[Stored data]
-=-=-=-=-

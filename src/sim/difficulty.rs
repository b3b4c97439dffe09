//! Difficulty curve
//!
//! A fixed step table keyed by elapsed run time. The last tier whose
//! threshold is not after the elapsed time wins.

use serde::{Deserialize, Serialize};

/// Spawn parameters for one difficulty tier
#[derive(Debug, Clone, Copy, PartialEq, Serialize, Deserialize)]
pub struct DifficultyLevel {
    /// Seconds between waves
    pub spawn_interval_secs: f64,
    pub objects_per_wave: u32,
    /// Chance each spawned object is a hazard (0-1)
    pub hazard_probability: f64,
    /// Initial downward speed (pixels/s)
    pub fall_speed: f32,
}

/// (threshold seconds, tier), ascending by threshold
pub const DIFFICULTY_TABLE: [(f64, DifficultyLevel); 5] = [
    (
        0.0,
        DifficultyLevel {
            spawn_interval_secs: 1.8,
            objects_per_wave: 2,
            hazard_probability: 0.0,
            fall_speed: 72.0,
        },
    ),
    (
        15.0,
        DifficultyLevel {
            spawn_interval_secs: 1.5,
            objects_per_wave: 2,
            hazard_probability: 0.05,
            fall_speed: 108.0,
        },
    ),
    (
        30.0,
        DifficultyLevel {
            spawn_interval_secs: 1.2,
            objects_per_wave: 3,
            hazard_probability: 0.08,
            fall_speed: 150.0,
        },
    ),
    (
        60.0,
        DifficultyLevel {
            spawn_interval_secs: 1.0,
            objects_per_wave: 3,
            hazard_probability: 0.10,
            fall_speed: 192.0,
        },
    ),
    (
        90.0,
        DifficultyLevel {
            spawn_interval_secs: 0.8,
            objects_per_wave: 4,
            hazard_probability: 0.12,
            fall_speed: 240.0,
        },
    ),
];

/// Index into `DIFFICULTY_TABLE` for an elapsed time
pub fn tier_for(elapsed_secs: f64) -> usize {
    DIFFICULTY_TABLE
        .iter()
        .rposition(|(threshold, _)| *threshold <= elapsed_secs)
        .unwrap_or(0)
}

/// Difficulty tier for an elapsed time. Total: negative or NaN input gets the lowest tier.
pub fn level_for(elapsed_secs: f64) -> DifficultyLevel {
    DIFFICULTY_TABLE[tier_for(elapsed_secs)].1
}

-=-=-=-=-

Work task |
The response should consist of all the entries, set down exactly.

Result |
filename src/sim/difficulty.rs
repository b3b4c97439dffe09
//! Difficulty curve
//!
//! A fixed step table keyed by elapsed run time. The last tier whose
//! threshold is not after the elapsed time wins.

use serde::{Deserialize, Serialize};

/// Spawn parameters for one difficulty tier
#[derive(Debug, Clone, Copy, PartialEq, Serialize, Deserialize)]
pub struct DifficultyLevel {
    /// Seconds between waves
    pub spawn_interval_secs: f64,
    pub objects_per_wave: u32,
    /// Chance each spawned object is a hazard (0-1)
    pub hazard_probability: f64,
    /// Initial downward speed (pixels/s)
    pub fall_speed: f32,
}

/// (threshold seconds, tier), ascending by threshold
pub const DIFFICULTY_TABLE: [(f64, DifficultyLevel); 5] = [
    (
        0.0,
        DifficultyLevel {
            spawn_interval_secs: 1.8,
            objects_per_wave: 2,
            hazard_probability: 0.0,
            fall_speed: 72.0,
        },
    ),
    (
        15.0,
        DifficultyLevel {
            spawn_interval_secs: 1.5,
            objects_per_wave: 2,
            hazard_probability: 0.05,
            fall_speed: 108.0,
        },
    ),
    (
        30.0,
        DifficultyLevel {
            spawn_interval_secs: 1.2,
            objects_per_wave: 3,
            hazard_probability: 0.08,
            fall_speed: 150.0,
        },
    ),
    (
        60.0,
        DifficultyLevel {
            spawn_interval_secs: 1.0,
            objects_per_wave: 3,
            hazard_probability: 0.10,
            fall_speed: 192.0,
        },
    ),
    (
        90.0,
        DifficultyLevel {
            spawn_interval_secs: 0.8,
            objects_per_wave: 4,
            hazard_probability: 0.12,
            fall_speed: 240.0,
        },
    ),
];

/// Index into `DIFFICULTY_TABLE` for an elapsed time
pub fn tier_for(elapsed_secs: f64) -> usize {
    DIFFICULTY_TABLE
        .iter()
        .rposition(|(threshold, _)| *threshold <= elapsed_secs)
        .unwrap_or(0)
}

/// Difficulty tier for an elapsed time. Total: negative or NaN input gets the lowest tier.
pub fn level_for(elapsed_secs: f64) -> DifficultyLevel {
    DIFFICULTY_TABLE[tier_for(elapsed_secs)].1
}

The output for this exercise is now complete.